Because of the diversity and evolution of PLP-DEs, resulting in five different fold types, their classification by sequence homology with known enzymes is difficult. In order to profile known and so far unassigned PLP-DEs, we developed a novel chemo-proteomic strategy for the global characterization of the PLPome of living cells. This strategy was inspired by activity-based protein profiling (ABPP) and involved the use of PL-derived probes.

ABPP has evolved as a standard technique to uncover protein targets of small molecules. The workflow requires the modification of the molecule of interest with a terminal alkyne handle to a so-called ABPP-probe. Once the probe has bound to its dedicated protein targets within the cells, the handle can be modified with an azide-bearing biotin tag in a bioorthogonal click-chemistry reaction after cell lysis. Furthermore, using a biotin-avidin pull-down, proteins of interest are enriched among the complex cellular context and can be analyzed via SDS-PAGE or LC‑MS/MS (Figure 1).


Figure 1: Schematic ABPP-workflow using functionalized PL-derivatives. Probes are metabolized within cells to the active form and covalently attached to protein targets after reduction using NaBH4. Downstream data analysis (two-paired students t‑test) resulted in significantly enriched proteins depicted in the upper right corner of the volcano plot. PLP-DEs are highlighted in blue. 

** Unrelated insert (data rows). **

//! REST API handlers.
//!
//! Each handler calls into the `ClusterManager` or the elasticity
//! controller and wraps the outcome in the `{success, data, error}`
//! envelope. Failures map to a status code by error kind.

use axum::Json;
use axum::extract::{Query, State};
use axum::http::StatusCode;
use axum::response::{IntoResponse, Response};
use bytes::Bytes;
use serde::Deserialize;
use serde_json::json;
use tracing::{error, warn};

use minicloud_scheduler::{CompletionReport, SchedulerError};
use minicloud_state::{ErrorKind, NodeType};

use crate::ApiState;

/// Response wrapper for consistent API format.
#[derive(serde::Serialize)]
struct ApiResponse<T: serde::Serialize> {
    success: bool,
    #[serde(skip_serializing_if = "Option::is_none")]
    data: Option<T>,
    #[serde(skip_serializing_if = "Option::is_none")]
    error: Option<String>,
}

impl<T: serde::Serialize> ApiResponse<T> {
    fn ok(data: T) -> Json<Self> {
        Json(Self {
            success: true,
            data: Some(data),
            error: None,
        })
    }
}

fn error_response(msg: &str, status: StatusCode) -> Response {
    (
        status,
        Json(ApiResponse::<()> {
            success: false,
            data: None,
            error: Some(msg.to_string()),
        }),
    )
        .into_response()
}

fn failure(e: SchedulerError) -> Response {
    let status = if e.is_not_found() {
        StatusCode::NOT_FOUND
    } else {
        match e.kind() {
            ErrorKind::Validation => StatusCode::BAD_REQUEST,
            ErrorKind::StateConflict => StatusCode::CONFLICT,
            ErrorKind::BackendUnavailable => StatusCode::SERVICE_UNAVAILABLE,
            ErrorKind::ConsistencyViolation => StatusCode::INTERNAL_SERVER_ERROR,
        }
    };
    match e.kind() {
        ErrorKind::ConsistencyViolation => error!(error = %e, "registry consistency violation"),
        ErrorKind::BackendUnavailable => warn!(error = %e, "backend call failed"),
        _ => {}
    }
    error_response(&e.to_string(), status)
}

fn respond<T: serde::Serialize>(result: Result<T, SchedulerError>) -> Response {
    match result {
        Ok(data) => ApiResponse::ok(data).into_response(),
        Err(e) => failure(e),
    }
}

fn log_response(log: Result<Option<String>, SchedulerError>, what: &str) -> Response {
    match log {
        Ok(Some(text)) => ApiResponse::ok(text).into_response(),
        Ok(None) => error_response(&format!("no log for {what} yet"), StatusCode::NOT_FOUND),
        Err(e) => failure(e),
    }
}

// ── Query parameters ───────────────────────────────────────────

#[derive(Deserialize)]
pub struct PodNameQuery {
    pub pod_name: String,
}

#[derive(Deserialize)]
pub struct PodQuery {
    pub pod_id: String,
}

#[derive(Deserialize)]
pub struct OptionalPodQuery {
    pub pod_id: Option<String>,
}

#[derive(Deserialize)]
pub struct RegisterNodeQuery {
    pub node_name: String,
    pub node_type: NodeType,
    pub pod_id: Option<String>,
}

#[derive(Deserialize)]
pub struct NodeQuery {
    pub node_id: String,
}

#[derive(Deserialize)]
pub struct OptionalNodeQuery {
    pub node_id: Option<String>,
}

#[derive(Deserialize)]
pub struct LaunchJobQuery {
    pub job_name: String,
    pub job_id: String,
}

#[derive(Deserialize)]
pub struct JobQuery {
    pub job_id: String,
}

#[derive(Deserialize)]
pub struct ServerStatsQuery {
    pub pod_id: String,
    pub node_id: Option<String>,
}

#[derive(Deserialize)]
pub struct ThresholdQuery {
    pub pod_id: String,
    pub value: f64,
}

#[derive(Deserialize)]
pub struct ElasticityQuery {
    pub pod_id: String,
    pub min_nodes: u32,
    pub max_nodes: u32,
}

// ── Cluster ────────────────────────────────────────────────────

/// POST /cloud
pub async fn initialize(State(state): State<ApiState>) -> Response {
    let tier = state.manager.tier().name.clone();
    respond(
        state
            .manager
            .initialize()
            .await
            .map(|fresh| json!({ "initialized": fresh, "tier": tier })),
    )
}

// ── Pods ───────────────────────────────────────────────────────

/// GET /cloud/pod
pub async fn list_pods(State(state): State<ApiState>) -> Response {
    respond(state.manager.provisioner.pods().await)
}

/// POST /cloud/pod?pod_name=
pub async fn register_pod(
    State(state): State<ApiState>,
    Query(q): Query<PodNameQuery>,
) -> Response {
    match state.manager.provisioner.register_pod(&q.pod_name).await {
        Ok(pod_id) => (
            StatusCode::CREATED,
            ApiResponse::ok(json!({ "pod_id": pod_id, "pod_name": q.pod_name })),
        )
            .into_response(),
        Err(e) => failure(e),
    }
}

/// DELETE /cloud/pod?pod_id=
pub async fn remove_pod(State(state): State<ApiState>, Query(q): Query<PodQuery>) -> Response {
    respond(
        state
            .manager
            .provisioner
            .remove_pod(&q.pod_id)
            .await
            .map(|()| json!({ "pod_id": q.pod_id })),
    )
}

// ── Nodes ──────────────────────────────────────────────────────

/// GET /cloud/node?pod_id=
pub async fn list_nodes(
    State(state): State<ApiState>,
    Query(q): Query<OptionalPodQuery>,
) -> Response {
    respond(state.manager.provisioner.nodes(q.pod_id.as_deref()).await)
}

/// POST /cloud/node?node_name=&node_type=&pod_id=
pub async fn register_node(
    State(state): State<ApiState>,
    Query(q): Query<RegisterNodeQuery>,
) -> Response {
    match state
        .manager
        .provisioner
        .register_node(&q.node_name, q.node_type, q.pod_id.as_deref())
        .await
    {
        Ok(node) => (StatusCode::CREATED, ApiResponse::ok(node)).into_response(),
        Err(e) => failure(e),
    }
}

/// DELETE /cloud/node?node_id=
pub async fn remove_node(State(state): State<ApiState>, Query(q): Query<NodeQuery>) -> Response {
    respond(
        state
            .manager
            .provisioner
            .remove_node(&q.node_id)
            .await
            .map(|()| json!({ "node_id": q.node_id })),
    )
}

/// GET /cloud/node/log?node_id=
pub async fn node_log(State(state): State<ApiState>, Query(q): Query<NodeQuery>) -> Response {
    log_response(
        state.manager.jobs.node_log(&q.node_id).await,
        &format!("node {}", q.node_id),
    )
}

// ── Jobs ───────────────────────────────────────────────────────

/// GET /cloud/job?node_id=
pub async fn list_jobs(
    State(state): State<ApiState>,
    Query(q): Query<OptionalNodeQuery>,
) -> Response {
    respond(state.manager.jobs.jobs(q.node_id.as_deref()).await)
}

/// POST /cloud/job?job_name=&job_id=, body is the script.
pub async fn launch_job(
    State(state): State<ApiState>,
    Query(q): Query<LaunchJobQuery>,
    script: Bytes,
) -> Response {
    let node_id = match state.manager.jobs.launch(&q.job_name, &q.job_id, script).await {
        Ok(node_id) => node_id,
        Err(e) => return failure(e),
    };
    let (node_name, pod_id) = {
        let cluster = state.manager.cluster().lock().await;
        match cluster.node(&node_id) {
            Ok(node) => (Some(node.node_name.clone()), Some(node.pod_id.clone())),
            Err(_) => (None, None),
        }
    };
    (
        StatusCode::ACCEPTED,
        ApiResponse::ok(json!({
            "job_id": q.job_id,
            "node_id": node_id,
            "node_name": node_name,
            "pod_id": pod_id,
        })),
    )
        .into_response()
}

/// DELETE /cloud/job?job_id=
pub async fn abort_job(State(state): State<ApiState>, Query(q): Query<JobQuery>) -> Response {
    respond(
        state
            .manager
            .jobs
            .abort(&q.job_id)
            .await
            .map(|node_id| json!({ "job_id": q.job_id, "node_id": node_id })),
    )
}

/// GET /cloud/job/log?job_id=
pub async fn job_log(State(state): State<ApiState>, Query(q): Query<JobQuery>) -> Response {
    log_response(
        state.manager.jobs.job_log(&q.job_id).await,
        &format!("job {}", q.job_id),
    )
}

// ── Servers ────────────────────────────────────────────────────

/// GET /cloud/server?pod_id=&node_id=
pub async fn server_stats(
    State(state): State<ApiState>,
    Query(q): Query<ServerStatsQuery>,
) -> Response {
    respond(
        state
            .manager
            .provisioner
            .server_stats(&q.pod_id, q.node_id.as_deref())
            .await,
    )
}

/// POST /cloud/server/launch?pod_id=
pub async fn launch_servers(State(state): State<ApiState>, Query(q): Query<PodQuery>) -> Response {
    respond(
        state
            .manager
            .provisioner
            .launch_servers(&q.pod_id)
            .await
            .map(|launched| {
                launched
                    .into_iter()
                    .map(|(node_id, port)| json!({ "node_id": node_id, "port": port }))
                    .collect::<Vec<_>>()
            }),
    )
}

/// POST /cloud/server/pause?pod_id=
pub async fn pause_servers(State(state): State<ApiState>, Query(q): Query<PodQuery>) -> Response {
    respond(state.manager.provisioner.pause_servers(&q.pod_id).await)
}

/// POST /cloud/server/resume?pod_id=
pub async fn resume_servers(State(state): State<ApiState>, Query(q): Query<PodQuery>) -> Response {
    respond(state.manager.provisioner.resume_servers(&q.pod_id).await)
}

// ── Elasticity ─────────────────────────────────────────────────

/// POST /cloud/elasticity/lower?pod_id=&value=
pub async fn set_lower_threshold(
    State(state): State<ApiState>,
    Query(q): Query<ThresholdQuery>,
) -> Response {
    respond(
        state
            .controller
            .set_lower_threshold(&q.pod_id, q.value)
            .await
            .map(|()| json!({ "pod_id": q.pod_id, "lower_threshold": q.value })),
    )
}

/// POST /cloud/elasticity/upper?pod_id=&value=
pub async fn set_upper_threshold(
    State(state): State<ApiState>,
    Query(q): Query<ThresholdQuery>,
) -> Response {
    respond(
        state
            .controller
            .set_upper_threshold(&q.pod_id, q.value)
            .await
            .map(|()| json!({ "pod_id": q.pod_id, "upper_threshold": q.value })),
    )
}

/// POST /cloud/elasticity/enable?pod_id=&min_nodes=&max_nodes=
pub async fn enable_elasticity(
    State(state): State<ApiState>,
    Query(q): Query<ElasticityQuery>,
) -> Response {
    respond(
        state
            .controller
            .enable(&q.pod_id, q.min_nodes, q.max_nodes)
            .await,
    )
}

/// POST /cloud/elasticity/disable?pod_id=
pub async fn disable_elasticity(
    State(state): State<ApiState>,
    Query(q): Query<PodQuery>,
) -> Response {
    respond(
        state
            .controller
            .disable(&q.pod_id)
            .await
            .map(|()| json!({ "pod_id": q.pod_id, "is_elastic": false })),
    )
}

// ── Internal ───────────────────────────────────────────────────

/// POST /internal/callback
pub async fn job_callback(
    State(state): State<ApiState>,
    Json(report): Json<CompletionReport>,
) -> Response {
    respond(
        state
            .manager
            .jobs
            .complete(&report)
            .await
            .map(|()| json!({ "job_id": report.job_id })),
    )
}

/// GET /internal/available
pub async fn available(State(state): State<ApiState>) -> impl IntoResponse {
    let available = state.manager.scheduler.has_available_nodes().await;
    ApiResponse::ok(json!({ "available": available }))
}

#[cfg(test)]
mod tests {
    use super::*;
    use std::sync::Arc;

    use minicloud_autoscale::ElasticityController;
    use minicloud_backend::MemoryBackend;
    use minicloud_core::MinicloudConfig;
    use minicloud_scheduler::ClusterManager;
    use minicloud_state::ClusterError;

    fn test_state(dir: &tempfile::TempDir) -> ApiState {
        let mut config = MinicloudConfig::scaffold("http://127.0.0.1:1", "http://callback");
        config.cluster.work_dir = dir.path().join("work").display().to_string();
        let manager =
            Arc::new(ClusterManager::from_config(&config, Arc::new(MemoryBackend::new())).unwrap());
        let controller = Arc::new(ElasticityController::new(manager.clone()));
        ApiState {
            manager,
            controller,
        }
    }

    #[test]
    fn error_kinds_map_to_status_codes() {
        let cases = [
            (
                SchedulerError::from(ClusterError::PodNotFound("p".into())),
                StatusCode::NOT_FOUND,
            ),
            (
                SchedulerError::from(ClusterError::DuplicateName("p".into())),
                StatusCode::BAD_REQUEST,
            ),
            (
                SchedulerError::from(ClusterError::NoAvailableNodes),
                StatusCode::CONFLICT,
            ),
            (
                SchedulerError::from(ClusterError::ConsistencyViolation("x".into())),
                StatusCode::INTERNAL_SERVER_ERROR,
            ),
            (
                SchedulerError::Io(std::io::Error::other("disk")),
                StatusCode::SERVICE_UNAVAILABLE,
            ),
            (
                SchedulerError::from(ClusterError::Entropy("getrandom failed".into())),
                StatusCode::SERVICE_UNAVAILABLE,
            ),
        ];
        for (err, status) in cases {
            assert_eq!(failure(err).status(), status);
        }
    }

    #[tokio::test]
    async fn list_pods_before_init_conflicts() {
        let dir = tempfile::tempdir().unwrap();
        let resp = list_pods(State(test_state(&dir))).await;
        assert_eq!(resp.status(), StatusCode::CONFLICT);
    }

    #[tokio::test]
    async fn initialize_then_list_pods() {
        let dir = tempfile::tempdir().unwrap();
        let state = test_state(&dir);
        assert_eq!(initialize(State(state.clone())).await.status(), StatusCode::OK);
        assert_eq!(initialize(State(state.clone())).await.status(), StatusCode::OK);
        assert_eq!(list_pods(State(state)).await.status(), StatusCode::OK);
    }

    #[tokio::test]
    async fn missing_job_log_is_not_found() {
        let dir = tempfile::tempdir().unwrap();
        let state = test_state(&dir);
        initialize(State(state.clone())).await;
        let resp = job_log(
            State(state),
            Query(JobQuery {
                job_id: "j9".to_string(),
            }),
        )
        .await;
        assert_eq!(resp.status(), StatusCode::NOT_FOUND);
    }

    #[tokio::test]
    async fn available_reports_false_without_nodes() {
        let dir = tempfile::tempdir().unwrap();
        let state = test_state(&dir);
        initialize(State(state.clone())).await;
        let resp = available(State(state)).await.into_response();
        assert_eq!(resp.status(), StatusCode::OK);
    }
}
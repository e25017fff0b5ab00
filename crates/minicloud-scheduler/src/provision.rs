//! Provisioner — pods, nodes and server lifecycle against the backend.
//!
//! Structural changes to a pod are serialized by a per-pod async guard
//! held across the backend calls. The registry lock is taken only for the
//! bookkeeping before and after each call. When a backend step succeeds but
//! the registry step after it fails, the container is torn down again.

use std::collections::HashMap;
use std::path::PathBuf;
use std::sync::Arc;
use std::time::Duration;

use serde::Serialize;
use tokio::sync::{Mutex, OwnedMutexGuard};
use tracing::{debug, error, info, warn};

use minicloud_backend::{ExecutionBackend, NodeSpec};
use minicloud_core::{MinicloudConfig, TierLimits};
use minicloud_state::*;

use crate::error::{SchedulerError, SchedulerResult, is_safe_ident};
use crate::logs::LogStore;
use crate::scheduler::SharedCluster;

/// Grace period given to a server container on stop.
pub const STOP_TIMEOUT: Duration = Duration::from_secs(2);

/// Length of a node id, taken from the front of the container id.
const NODE_ID_LEN: usize = 12;

const JOB_NODE_COMMAND: [&str; 3] = ["tail", "-f", "/dev/null"];

/// How node containers are built.
#[derive(Debug, Clone)]
pub struct NodeSettings {
    pub job_image: String,
    pub server_image: String,
    pub server_command: Vec<String>,
    /// Port the service listens on inside a server container.
    pub server_port: u16,
    pub work_dir: PathBuf,
}

impl NodeSettings {
    pub fn from_config(config: &MinicloudConfig) -> Self {
        Self {
            job_image: config.cluster.job_image.clone(),
            server_image: config.cluster.server_image.clone(),
            server_command: config.cluster.server_command.clone().unwrap_or_default(),
            server_port: config.cluster.server_port,
            work_dir: PathBuf::from(&config.cluster.work_dir),
        }
    }
}

/// Proof that the holder has exclusive structural access to one pod.
pub struct PodGuard {
    pod_id: PodId,
    _guard: OwnedMutexGuard<()>,
}

impl PodGuard {
    pub fn pod_id(&self) -> &str {
        &self.pod_id
    }
}

/// Live resource figures of one server node.
#[derive(Debug, Clone, Serialize)]
pub struct ServerStats {
    pub node_id: NodeId,
    pub node_name: String,
    pub status: String,
    pub port: u16,
    pub cpu_percent: f64,
    pub mem_bytes: u64,
    pub network_in: u64,
    pub network_out: u64,
}

pub struct Provisioner {
    cluster: SharedCluster,
    backend: Arc<dyn ExecutionBackend>,
    settings: NodeSettings,
    logs: LogStore,
    pod_locks: Mutex<HashMap<PodId, Arc<Mutex<()>>>>,
    init_lock: Mutex<()>,
}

In this work, S. aureus cultures were inoculated with pyridoxal-derived ABPP probes. As shown by targeted metabolomics, the bacterial pyridoxal kinase (PLK) accepted the probes as substrates and – comparable to natural pyridoxal (PL) – phosphorylated the primary alcohol group. These findings were additionally confirmed by monitoring the phosphorylation of the probes in kinetics assays using purified PLK.

Selective binding of the phosphorylated PL-mimics was proven by in vitro gel-based labelling experiments using purified enzymes, previously identified as PLP-dependent applying our MS-based approach.

Combining the results of proteomics experiments using our PL-derived probes, we could address 73% of the PLPome of S. aureus, including already known PLP-DEs, e.g. cysteine synthase. Thereby, confirming our method as a powerful tool to investigate the PLPome of living organisms (Figure 2). Furthermore, proteins of unknown function could be assigned as PLP-dependent using additional in vitro assays.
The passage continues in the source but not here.